This article is a deep dive into Firecracker's internals. We'll walk through the full virtualization stack - from KVM ioctls to VirtIO virtqueues - and build a working microVM from scratch along the way. The goal is to give you a mental model of how modern lightweight virtualization actually works, not just what it is, but why each design decision was made.
1. What is Firecracker and Why Does It Exist?
The Problem: Containers Aren't Secure Enough, VMs Aren't Fast Enough
Before Firecracker, AWS Lambda faced a fundamental tension:
Containers (Docker, runc) share the host kernel. They use namespaces and cgroups for isolation, but the attack surface is enormous - every syscall is a potential escape vector. Running untrusted customer code in containers is a security risk. The CVE-2019-5736 runc escape demonstrated this isn't theoretical.
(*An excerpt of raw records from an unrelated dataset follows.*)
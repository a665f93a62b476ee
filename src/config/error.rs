//! Configuration error types.

use crate::algorithms::CatalogError;
use std::path::PathBuf;
use thiserror::Error;

/// Configuration-related errors.
#[derive(Debug, Error)]
pub enum ConfigError {
    /// Failed to read configuration file.
    #[error("failed to read configuration file '{path}': {source}")]
    ReadError {
        /// Path to the configuration file.
        path: PathBuf,
        /// Underlying IO error.
        #[source]
        source: std::io::Error,
    },

    /// Failed to parse TOML content.
    #[error("failed to parse TOML: {0}")]
    ParseError(#[from] toml::de::Error),

    /// Configuration validation failed.
    #[error("configuration validation failed: {0}")]
    ValidationError(String),

    /// Configuration file not found.
    #[error("configuration file not found: {0}")]
    NotFound(PathBuf),

    /// The algorithm overrides do not fit the catalog.
    #[error("algorithm selection error: {0}")]
    Catalog(#[from] CatalogError),

    /// Serialization error.
    #[error("serialization error: {0}")]
    SerializeError(#[from] toml::ser::Error),
}

/// Result type for configuration operations.
pub type ConfigResult<T> = Result<T, ConfigError>;

#[cfg(test)]
mod tests {
    use super::*;

    #[test]
    fn test_error_display() {
        let err = ConfigError::NotFound(PathBuf::from("/tmp/missing.toml"));
        assert_eq!(
            err.to_string(),
            "configuration file not found: /tmp/missing.toml"
        );

        let err: ConfigError = CatalogError::UnknownAlgorithm("heap_sort".to_string()).into();
        assert_eq!(
            err.to_string(),
            "algorithm selection error: unknown algorithm id: heap_sort"
        );
    }
}
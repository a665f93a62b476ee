//! Recursive numeric kernels parameterized by `n` alone.

use super::error::{AlgorithmError, AlgorithmResult};

/// Naive doubly-recursive Fibonacci, O(2^n).
pub fn fibonacci(n: u64) -> u64 {
    if n <= 1 {
        n
    } else {
        fibonacci(n - 1) + fibonacci(n - 2)
    }
}

/// Recursive factorial.
///
/// Catalogued as O(n!) after the quantity it produces; the recursion itself
/// makes `n` multiplications. Fails once the product exceeds `u128`
/// (n > 34).
pub fn factorial(n: u64) -> AlgorithmResult<u128> {
    if n <= 1 {
        return Ok(1);
    }
    factorial(n - 1)?
        .checked_mul(u128::from(n))
        .ok_or(AlgorithmError::Overflow {
            what: "factorial",
            n,
        })
}

#[cfg(test)]
mod tests {
    use super::*;

    #[test]
    fn test_fibonacci() {
        let expected = [0, 1, 1, 2, 3, 5, 8, 13, 21, 34, 55];
        for (n, &value) in expected.iter().enumerate() {
            assert_eq!(fibonacci(n as u64), value);
        }
        assert_eq!(fibonacci(20), 6765);
    }

    #[test]
    fn test_factorial() {
        assert_eq!(factorial(0), Ok(1));
        assert_eq!(factorial(1), Ok(1));
        assert_eq!(factorial(5), Ok(120));
        assert_eq!(factorial(10), Ok(3_628_800));
        assert!(factorial(34).is_ok());
    }

    #[test]
    fn test_factorial_overflow() {
        assert_eq!(
            factorial(35),
            Err(AlgorithmError::Overflow {
                what: "factorial",
                n: 35,
            })
        );
    }
}
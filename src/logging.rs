//! Tracing subscriber setup.
//!
//! Logs go to stderr so the report on stdout can be piped. `RUST_LOG`, when
//! set, takes precedence over the configured level.

use crate::config::{LogFormat, LoggingConfig};
use thiserror::Error;
use tracing_subscriber::EnvFilter;

/// Subscriber initialization errors.
#[derive(Debug, Error)]
pub enum LoggingError {
    /// A global subscriber was already installed.
    #[error("failed to install log subscriber: {0}")]
    Install(String),
}

/// Filter for `config`, unless `RUST_LOG` overrides it.
#[must_use]
pub fn filter(config: &LoggingConfig) -> EnvFilter {
    EnvFilter::try_from_default_env().unwrap_or_else(|_| EnvFilter::new(config.level.to_string()))
}

/// Install the global subscriber.
///
/// # Errors
///
/// Fails if a subscriber is already installed.
pub fn init(config: &LoggingConfig) -> Result<(), LoggingError> {
    let builder = tracing_subscriber::fmt()
        .with_env_filter(filter(config))
        .with_writer(std::io::stderr)
        .with_target(false);

    let result = match config.format {
        LogFormat::Pretty => builder.pretty().try_init(),
        LogFormat::Compact => builder.compact().try_init(),
        LogFormat::Json => builder.json().try_init(),
    };

    result.map_err(|e| LoggingError::Install(e.to_string()))
}

#[cfg(test)]
mod tests {
    use super::*;
    use crate::config::LogLevel;

    #[test]
    fn test_filter_uses_configured_level() {
        if std::env::var_os("RUST_LOG").is_some() {
            return;
        }
        let config = LoggingConfig {
            level: LogLevel::Debug,
            format: LogFormat::Compact,
        };
        assert_eq!(filter(&config).to_string(), "debug");
    }

    #[test]
    fn test_second_init_fails() {
        let config = LoggingConfig::default();
        let _ = init(&config);
        assert!(matches!(init(&config), Err(LoggingError::Install(_))));
    }
}
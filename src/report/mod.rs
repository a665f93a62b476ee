//! # Reporting
//!
//! Renders [`SweepResults`](crate::harness::SweepResults) for humans (a
//! fixed-column console table followed by a rating summary) or for machines
//! (pretty-printed JSON). Both are read-only consumers of the results.

mod error;
mod json;
mod table;

pub use error::{ReportError, ReportResult};
pub use json::{AlgorithmReport, PointReport, RetirementReport, SweepReport};
pub use table::{ReportRow, TableReport, PREAMBLE};

use crate::algorithms::Catalog;
use crate::harness::SweepResults;
use serde::{Deserialize, Serialize};
use std::fmt;
use std::str::FromStr;

/// How results are printed.
#[derive(Debug, Clone, Copy, PartialEq, Eq, Serialize, Deserialize, Default)]
#[serde(rename_all = "lowercase")]
pub enum OutputFormat {
    /// Console table and rating summary.
    #[default]
    Table,
    /// Pretty-printed JSON.
    Json,
}

impl fmt::Display for OutputFormat {
    fn fmt(&self, f: &mut fmt::Formatter<'_>) -> fmt::Result {
        match self {
            Self::Table => write!(f, "table"),
            Self::Json => write!(f, "json"),
        }
    }
}

impl FromStr for OutputFormat {
    type Err = String;

    fn from_str(s: &str) -> Result<Self, Self::Err> {
        match s.to_ascii_lowercase().as_str() {
            "table" => Ok(Self::Table),
            "json" => Ok(Self::Json),
            other => Err(format!("unknown output format '{other}' (expected table or json)")),
        }
    }
}

/// Render `results` in the requested format.
///
/// # Errors
///
/// Returns an error if the JSON report cannot be serialized.
pub fn render(
    catalog: &Catalog,
    results: &SweepResults,
    format: OutputFormat,
) -> ReportResult<String> {
    match format {
        OutputFormat::Table => Ok(TableReport::new(catalog, results).to_string()),
        OutputFormat::Json => SweepReport::new(catalog, results).to_json(),
    }
}

#[cfg(test)]
mod tests {
    use super::*;

    #[test]
    fn test_output_format_parse() {
        assert_eq!("JSON".parse::<OutputFormat>(), Ok(OutputFormat::Json));
        assert_eq!("table".parse::<OutputFormat>(), Ok(OutputFormat::Table));
        assert!("csv".parse::<OutputFormat>().is_err());
        assert_eq!(OutputFormat::default().to_string(), "table");
    }
}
Traditional VMs (QEMU/KVM, Xen) provide strong isolation through hardware virtualization - each VM has its own kernel, its own address space, mediated by the CPU's VT-x/AMD-V extensions. But they're heavy. QEMU emulates a full PC: BIOS, PCI bus, ACPI tables, USB controllers, VGA adapters. Booting one takes seconds. Running millions of them is impractical.
AWS needed something that didn't exist: VM-level security with container-level speed and density.
The Solution: A Purpose-Built VMM
Firecracker is a Virtual Machine Monitor (VMM) - not a hypervisor. This distinction matters:
- KVM (the Linux kernel module) is the hypervisor. It manages hardware virtualization - creating VMs, running guest code on the CPU, trapping on privileged operations.
- Firecracker is a userspace process that configures VMs via KVM and emulates the minimal set of devices a Linux guest needs to boot.
Firecracker is written in Rust (~50K lines), started as a fork of Google's crosvm (which was built for Chrome OS), and was stripped down to support exactly one use case: booting a Linux guest with a virtio block device, optional virtio network, and a serial console.
No BIOS. No bootloader. No PCI bus (by default). No USB. No GPU. No sound card. No device hotplug. No live migration. Just the absolute minimum to boot Linux and run a workload.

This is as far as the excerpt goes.